Extract the final stretch of the data: the line that contains "self.content.insert(at, byte);" and every line after it, unaltered, and no other lines.

Excerpts from a dataset
===============

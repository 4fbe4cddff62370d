//! One line of text and its on-screen form.
//!
//! A [`Row`] keeps two byte vectors:
//!
//! - `content` — the authoritative text, exactly as it will be saved, with
//!   no trailing newline
//! - `rendered` — `content` with every tab expanded to spaces up to the next
//!   multiple of [`TAB_STOP`]
//!
//! `rendered` is private and every mutator rebuilds it before returning, so
//! no caller can ever see a render form that disagrees with the content.
//!
//! Positions are byte offsets. Out-of-range positions make a mutator a
//! no-op (it returns `false`), never a panic.

use crate::config::TAB_STOP;
use crate::viewport;

/// A line of the document.
#[derive(Debug, Clone, Default, PartialEq, Eq)]
pub struct Row {
    content: Vec<u8>,
    rendered: Vec<u8>,
}

impl Row {
    /// Create a row holding `content`.
    #[must_use]
    pub fn new(content: impl Into<Vec<u8>>) -> Self {
        let mut row = Self {
            content: content.into(),
            rendered: Vec::new(),
        };
        row.update();
        row
    }

    // -- Access -------------------------------------------------------------

    /// The raw text.
    #[inline]
    #[must_use]
    pub fn content(&self) -> &[u8] {
        &self.content
    }

    /// The tab-expanded text shown on screen.
    #[inline]
    #[must_use]
    pub fn rendered(&self) -> &[u8] {
        &self.rendered
    }

    /// Length of the raw text in bytes.
    #[inline]
    #[must_use]
    pub fn len(&self) -> usize {
        self.content.len()
    }

    /// True for an empty line.
    #[inline]
    #[must_use]
    pub fn is_empty(&self) -> bool {
        self.content.is_empty()
    }

    /// Render column of content column `x`.
    #[inline]
    #[must_use]
    pub fn cx_to_rx(&self, x: usize) -> usize {
        viewport::column_to_render(&self.content, x)
    }

    /// Content column whose render span covers render column `rx`.
    #[inline]
    #[must_use]
    pub fn rx_to_cx(&self, rx: usize) -> usize {
        viewport::render_to_column(&self.content, rx)
    }

    // -- Mutation -----------------------------------------------------------

    /// Insert `byte` before column `at` (`at == len` appends).
    pub fn insert_byte(&mut self, at: usize, byte: u8) -> bool {
        if at > self.content.len() {
            return false;
        }
        self.content.insert(at, byte);
        self.update();
        true
    }

    /// Remove the byte at column `at`.
    pub fn delete_byte(&mut self, at: usize) -> bool {
        if at >= self.content.len() {
            return false;
        }
        self.content.remove(at);
        self.update();
        true
    }

    /// Append `text` to the end of the line.
    pub fn append(&mut self, text: &[u8]) {
        self.content.extend_from_slice(text);
        self.update();
    }

    /// Cut the line at column `at`, returning everything from `at` onward.
    ///
    /// Returns `None` (and leaves the row alone) if `at` is past the end.
    pub fn split_off(&mut self, at: usize) -> Option<Vec<u8>> {
        if at > self.content.len() {
            return None;
        }
        let tail = self.content.split_off(at);
        self.update();
        Some(tail)
    }

    /// Rebuild `rendered` from `content`.
    fn update(&mut self) {
        let tabs = self.content.iter().filter(|&&b| b == b'\t').count();
        self.rendered.clear();
        self.rendered.reserve(self.content.len() + tabs * (TAB_STOP - 1));

        for &b in &self.content {
            if b == b'\t' {
                self.rendered.push(b' ');
                while self.rendered.len() % TAB_STOP != 0 {
                    self.rendered.push(b' ');
                }
            } else {
                self.rendered.push(b);
            }
        }
    }
}

// ---------------------------------------------------------------------------
// Tests
// ---------------------------------------------------------------------------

===============

Your response
        self.content.insert(at, byte);
        self.update();
        true
    }

    /// Remove the byte at column `at`.
    pub fn delete_byte(&mut self, at: usize) -> bool {
        if at >= self.content.len() {
            return false;
        }
        self.content.remove(at);
        self.update();
        true
    }

    /// Append `text` to the end of the line.
    pub fn append(&mut self, text: &[u8]) {
        self.content.extend_from_slice(text);
        self.update();
    }

    /// Cut the line at column `at`, returning everything from `at` onward.
    ///
    /// Returns `None` (and leaves the row alone) if `at` is past the end.
    pub fn split_off(&mut self, at: usize) -> Option<Vec<u8>> {
        if at > self.content.len() {
            return None;
        }
        let tail = self.content.split_off(at);
        self.update();
        Some(tail)
    }

    /// Rebuild `rendered` from `content`.
    fn update(&mut self) {
        let tabs = self.content.iter().filter(|&&b| b == b'\t').count();
        self.rendered.clear();
        self.rendered.reserve(self.content.len() + tabs * (TAB_STOP - 1));

        for &b in &self.content {
            if b == b'\t' {
                self.rendered.push(b' ');
                while self.rendered.len() % TAB_STOP != 0 {
                    self.rendered.push(b' ');
                }
            } else {
                self.rendered.push(b);
            }
        }
    }
}

// ---------------------------------------------------------------------------
// Tests
// ---------------------------------------------------------------------------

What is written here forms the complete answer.